■ **Your instructions**:
Once you have located the line containing "self.shelf.toggle();" in the material below, return it exactly along with each line after it through the line containing "let x = area.right()".

■ **Data for analysis**:
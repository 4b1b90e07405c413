//! Exact matrix-product (tensor-train) arrays.
//!
//! An [`MPArray`] of length *L* stores an order-*N* tensor as a chain of *L*
//! local tensors, each with shape `[left, p_1, ..., p_k, right]`, where
//! `p_1, ..., p_k` are the *physical* legs belonging to that site and `left`,
//! `right` are bond indices shared with the neighboring sites. The first left
//! bond and last right bond always have dimension 1.
//!
//! Only exact operations are provided here: bond dimensions multiply under
//! contraction and nothing is ever truncated or re-canonicalized. A single
//! site with no physical legs (shape `[1, 1]`) represents a scalar.

use nalgebra as na;
use ndarray::{ self as nd, Axis, Dimension };
use num_complex::Complex64 as C64;
use crate::error::{ PovmError, PovmResult };

/// A matrix-product array with complex entries.
#[derive(Clone, Debug, PartialEq)]
pub struct MPArray {
    ltens: Vec<nd::ArrayD<C64>>,
}
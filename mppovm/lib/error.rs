//! Error type shared by every fallible operation in the crate.

use thiserror::Error;

/// Result alias for fallible POVM operations.
pub type PovmResult<T> = Result<T, PovmError>;

/// Failure modes of the measurement, sampling, and estimation routines.
///
/// None of these are recovered from internally; they are propagated to the
/// caller as soon as they are detected.
#[derive(Debug, Error)]
pub enum PovmError {
    /// Site counts, Hilbert space dimensions, or leg counts disagree.
    #[error("shape mismatch: {0}")]
    ShapeMismatch(String),

    /// A quantity that must be real, zero, one, or consistent with the
    /// Cauchy-Schwarz inequality deviates by more than the tolerance.
    #[error("numerical tolerance violated: {what} (deviation {dev:e}, eps {eps:e})")]
    Tolerance {
        what: &'static str,
        dev: f64,
        eps: f64,
    },

    /// Samples from one POVM cannot be converted to counts for another,
    /// either because the matching elements do not sum to a multiple of the
    /// identity or because a required outcome is not matched at all.
    #[error("samples cannot be converted to the requested outcomes")]
    Unconvertible,

    /// Unrecognized state representation.
    #[error("unknown state mode {0:?}")]
    UnknownMode(String),

    /// Unrecognized sampling method.
    #[error("unknown sampling method {0:?}")]
    UnknownMethod(String),

    /// Any other violated precondition.
    #[error("invalid argument: {0}")]
    InvalidArgument(String),
}

impl PovmError {
    pub(crate) fn shape<S: Into<String>>(msg: S) -> Self {
        Self::ShapeMismatch(msg.into())
    }

    pub(crate) fn invalid<S: Into<String>>(msg: S) -> Self {
        Self::InvalidArgument(msg.into())
    }
}

/// Fail with [`PovmError::Tolerance`] unless `dev <= eps`.
pub(crate) fn check_tol(what: &'static str, dev: f64, eps: f64)
    -> PovmResult<()>
{
    // written so that a NaN deviation fails too
    if dev <= eps {
        Ok(())
    } else {
        Err(PovmError::Tolerance { what, dev, eps })
    }
}
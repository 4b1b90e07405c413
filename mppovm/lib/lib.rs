//! Measurement, sampling, and estimation with matrix-product POVMs.
//!
//! A positive operator-valued measure (POVM) on a chain of sites is stored in
//! matrix-product (tensor-train) form, with one outcome leg and two operator
//! legs per site. From a state given as a matrix-product state, density
//! operator, or purification, this crate computes outcome probabilities,
//! draws samples, and turns samples of one set of POVMs into estimates of
//! the probabilities (and linear functions thereof) of another.
//!
//! All tensor networks here are contracted exactly; no bond dimension is ever
//! truncated, so everything is meant for modest numbers of sites.

pub mod error;
pub mod mparray;
pub mod mpsmpo;
pub mod localpovm;
pub mod mppovm;
pub mod sample;
pub mod calibrate;
pub mod estimate;
pub mod mpplist;

pub use crate::{
    error::{ PovmError, PovmResult },
    localpovm::{ LocalPovm, LocalPovmKind },
    mparray::MPArray,
    mppovm::MPPovm,
    mpplist::MPPovmList,
    mpsmpo::StateMode,
    sample::{ SampleMethod, SampleOpts },
};

/// Default tolerance for numerical consistency checks.
pub const DEFAULT_EPS: f64 = 1e-10;

/// Default relative cutoff on singular values for pseudoinverses.
pub const DEFAULT_RCOND: f64 = 1e-15;
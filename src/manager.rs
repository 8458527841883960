//! Registry of all live notes.

use std::collections::VecDeque;
use std::path::{Path, PathBuf};
use std::time::Instant;

use resvg::tiny_skia::Pixmap;
use tracing::{debug, info, warn};

use crate::Error;
use crate::config::Config;
use crate::geometry::{Point, Rect};
use crate::note::{ImageNote, NoteContent, NoteId, PathNote, PayloadFormat, TextNote};
use crate::platform::{DropEffect, Platform, ShelfSurface};
use crate::shelf::{Shelf, ShelfDrop};
use crate::window::{Context, FloatingWindow, NoteEvent, Phase};

/// Owner of all note windows and the shelf.
pub struct WindowManager {
    windows: Vec<FloatingWindow>,
    shelf: Shelf,
    config: Config,
    events: VecDeque<NoteEvent>,
}

impl WindowManager {
    pub fn new(config: Config) -> Self {
        Self {
            config,
            windows: Default::default(),
            shelf: Default::default(),
            events: Default::default(),
        }
    }

    pub fn config(&self) -> &Config {
        &self.config
    }

    /// Apply a new configuration to all future ticks.
    pub fn update_config(&mut self, config: Config) {
        self.config = config;
    }

    pub fn shelf(&self) -> &Shelf {
        &self.shelf
    }

    /// Attach the native shelf tray.
    pub fn attach_shelf(&mut self, surface: Box<dyn ShelfSurface>) {
        self.shelf.attach(surface);
    }

    pub fn toggle_shelf(&mut self) {
        self.shelf.toggle();
    }

    /// Show a new note at the bottom-right of the primary screen.
    pub fn spawn(
        &mut self,
        platform: &mut dyn Platform,
        content: Box<dyn NoteContent>,
    ) -> Result<NoteId, Error> {
        let size = content.natural_size(&self.config.gesture);
        let area = platform.primary_usable_bounds();
        let margin = self.config.gesture.screen_margin as i32;
        let x = area.right() - margin - size.width as i32;
        let y = area.bottom() - margin - size.height as i32;
        let bounds = Rect { origin: Point::new(x, y), size };

        self.spawn_at(platform, NoteId::new(), content, bounds)
    }

    pub fn spawn_image(
        &mut self,
        platform: &mut dyn Platform,
        image: Pixmap,
    ) -> Result<NoteId, Error> {
        self.spawn(platform, Box::new(ImageNote::new(image)))
    }

    pub fn spawn_text(
        &mut self,
        platform: &mut dyn Platform,
        text: impl Into<String>,
    ) -> Result<NoteId, Error> {
        self.spawn(platform, Box::new(TextNote::new(text)))
    }

    pub fn spawn_path(
        &mut self,
        platform: &mut dyn Platform,
        path: impl Into<PathBuf>,
    ) -> Result<NoteId, Error> {
        self.spawn(platform, Box::new(PathNote::new(path)))
    }

    fn spawn_at(
        &mut self,
        platform: &mut dyn Platform,
        id: NoteId,
        content: Box<dyn NoteContent>,
        bounds: Rect,
    ) -> Result<NoteId, Error> {
        let surface = platform.create_surface(id)?;
        let mut window =
            FloatingWindow::new(id, content, surface, bounds, &self.config, platform.now());
        self.events.extend(window.take_events());
        self.windows.push(window);
        Ok(id)
    }

    pub fn window(&self, id: NoteId) -> Option<&FloatingWindow> {
        self.windows.iter().find(|window| window.id() == id)
    }

    pub fn window_mut(&mut self, id: NoteId) -> Option<&mut FloatingWindow> {
        self.windows.iter_mut().find(|window| window.id() == id)
    }

    pub fn windows(&self) -> impl Iterator<Item = &FloatingWindow> {
        self.windows.iter()
    }

    pub fn len(&self) -> usize {
        self.windows.len()
    }

    pub fn is_empty(&self) -> bool {
        self.windows.is_empty()
    }

    pub fn pointer_down(&mut self, platform: &mut dyn Platform, id: NoteId) -> bool {
        self.with_window(platform, id, |window, cx| window.pointer_down(cx))
    }

    pub fn pointer_motion(&mut self, id: NoteId, time: Instant, position: Point) {
        if let Some(window) = self.window_mut(id) {
            window.pointer_motion(time, position);
        }
    }

    pub fn pointer_up(&mut self, platform: &mut dyn Platform, id: NoteId) -> bool {
        self.with_window(platform, id, |window, cx| window.pointer_up(cx))
    }

    pub fn toggle_pin(&mut self, platform: &mut dyn Platform, id: NoteId) -> bool {
        self.with_window(platform, id, |window, cx| {
            window.toggle_pin(cx.config, cx.platform.now())
        })
    }

    /// Close a single note.
    pub fn close(&mut self, id: NoteId) -> bool {
        let Some(window) = self.window_mut(id) else {
            return false;
        };
        window.close();

        self.collect_events();
        self.prune();
        true
    }

    pub fn close_all(&mut self) {
        info!("Closing all {} notes", self.windows.len());

        for window in &mut self.windows {
            window.close();
        }

        self.collect_events();
        self.prune();
    }

    /// Temporarily hide all notes on screen.
    pub fn hide_all(&mut self) {
        for window in &mut self.windows {
            window.set_visible(false);
        }
    }

    /// Reveal all notes hidden by [`Self::hide_all`].
    ///
    /// Notes parked on the shelf stay hidden.
    pub fn show_all(&mut self) {
        for window in self.windows.iter_mut().filter(|window| window.phase() != Phase::Hidden) {
            window.set_visible(true);
        }
    }

    /// Take a note off the shelf and start dragging it.
    ///
    /// If the note's window is gone, a new image note is created from the
    /// shelf thumbnail. Returns `false` if the ID is unknown.
    pub fn restore_from_shelf(
        &mut self,
        platform: &mut dyn Platform,
        id: NoteId,
        cursor: Point,
        item_bounds: Rect,
    ) -> Result<bool, Error> {
        let item = self.shelf.take(id);

        let woken = self.with_window(platform, id, |window, cx| {
            window.wake_from_shelf(cx, cursor, item_bounds)
        });
        if woken {
            return Ok(true);
        }

        let Some(item) = item else {
            debug!("Ignoring restore of unknown note {id}");
            return Ok(false);
        };

        info!("Recreating closed note {id} from its shelf thumbnail");

        let content = ImageNote::new(item.thumbnail);
        let size = content.natural_size(&self.config.gesture);
        let bounds = Rect { origin: item_bounds.origin, size };
        self.spawn_at(platform, id, Box::new(content), bounds)?;

        Ok(self.with_window(platform, id, |window, cx| {
            window.wake_from_shelf(cx, cursor, item_bounds)
        }))
    }

    /// Accept a native drop onto the shelf tray.
    pub fn shelf_drop(
        &mut self,
        platform: &mut dyn Platform,
        data: ShelfDrop,
    ) -> Result<DropEffect, Error> {
        // Our own notes are parked under their ID, never copied.
        if let Some(id) = data.source {
            let thumbnail = match data.bitmap() {
                Some(bitmap) => Some(bitmap.clone()),
                None => self.window_mut(id).and_then(|window| window.content_mut().snapshot()),
            };

            let Some(thumbnail) = thumbnail else {
                debug!("Rejecting drop of note {id} without thumbnail");
                return Ok(DropEffect::None);
            };

            self.shelf.deposit(id, thumbnail);
            return Ok(DropEffect::Move);
        }

        if let Some(bitmap) = data.bitmap() {
            self.shelf.deposit(NoteId::new(), bitmap.clone());
            return Ok(DropEffect::Move);
        }

        let mut effect = DropEffect::None;
        for format in &data.formats {
            match format {
                PayloadFormat::Files(paths) => {
                    for path in paths.iter().filter(|path| is_png(path)) {
                        match Pixmap::load_png(path) {
                            Ok(image) => {
                                self.shelf.deposit(NoteId::new(), image);
                                effect = DropEffect::Move;
                            },
                            Err(err) => warn!("Skipping dropped image {path:?}: {err}"),
                        }
                    }
                },
                PayloadFormat::Text(text) if effect == DropEffect::None => {
                    self.shelve_text(platform, text.clone())?;
                    effect = DropEffect::Copy;
                },
                _ => (),
            }
        }

        Ok(effect)
    }

    /// Create a note for dropped text directly on the shelf.
    fn shelve_text(&mut self, platform: &mut dyn Platform, text: String) -> Result<(), Error> {
        let id = self.spawn_text(platform, text)?;
        let Some(window) = self.windows.iter_mut().find(|window| window.id() == id) else {
            return Ok(());
        };

        window.hide();
        if let Some(thumbnail) = window.content_mut().snapshot() {
            self.shelf.deposit(id, thumbnail);
            self.events.push_back(NoteEvent::Shelved(id));
        }

        Ok(())
    }

    /// Advance all notes by one clock tick.
    pub fn tick(&mut self, platform: &mut dyn Platform) {
        let mut cx = Context { platform, shelf: &mut self.shelf, config: &self.config };
        for window in &mut self.windows {
            window.tick(&mut cx);
        }

        self.collect_events();
        self.prune();
    }

    /// Check whether any note needs the animation clock.
    pub fn is_animating(&self) -> bool {
        self.windows.iter().any(|window| window.is_animating())
    }

    /// Next instant the clock has to fire at.
    pub fn next_wakeup(&self, now: Instant) -> Option<Instant> {
        if self.is_animating() {
            return Some(now + self.config.animation.tick_interval());
        }

        self.windows.iter().filter_map(|window| window.lifetime_deadline()).min()
    }

    /// Take all queued lifecycle events.
    pub fn drain_events(&mut self) -> impl Iterator<Item = NoteEvent> + '_ {
        self.events.drain(..)
    }

    /// Run an operation on a single window.
    fn with_window(
        &mut self,
        platform: &mut dyn Platform,
        id: NoteId,
        f: impl FnOnce(&mut FloatingWindow, &mut Context<'_>),
    ) -> bool {
        let Some(window) = self.windows.iter_mut().find(|window| window.id() == id) else {
            return false;
        };

        let mut cx = Context { platform, shelf: &mut self.shelf, config: &self.config };
        f(window, &mut cx);
        self.events.extend(window.take_events());

        true
    }

    fn collect_events(&mut self) {
        for window in &mut self.windows {
            self.events.extend(window.take_events());
        }
    }

    /// Forget windows whose native surface is gone.
    fn prune(&mut self) {
        self.windows.retain(|window| !window.is_closed());
    }
}

fn is_png(path: &Path) -> bool {
    path.extension().is_some_and(|extension| extension.eq_ignore_ascii_case("png"))
}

■ **Your solution**:
        self.shelf.toggle();
    }

    /// Show a new note at the bottom-right of the primary screen.
    pub fn spawn(
        &mut self,
        platform: &mut dyn Platform,
        content: Box<dyn NoteContent>,
    ) -> Result<NoteId, Error> {
        let size = content.natural_size(&self.config.gesture);
        let area = platform.primary_usable_bounds();
        let margin = self.config.gesture.screen_margin as i32;
        let x = area.right() - margin - size.width as i32;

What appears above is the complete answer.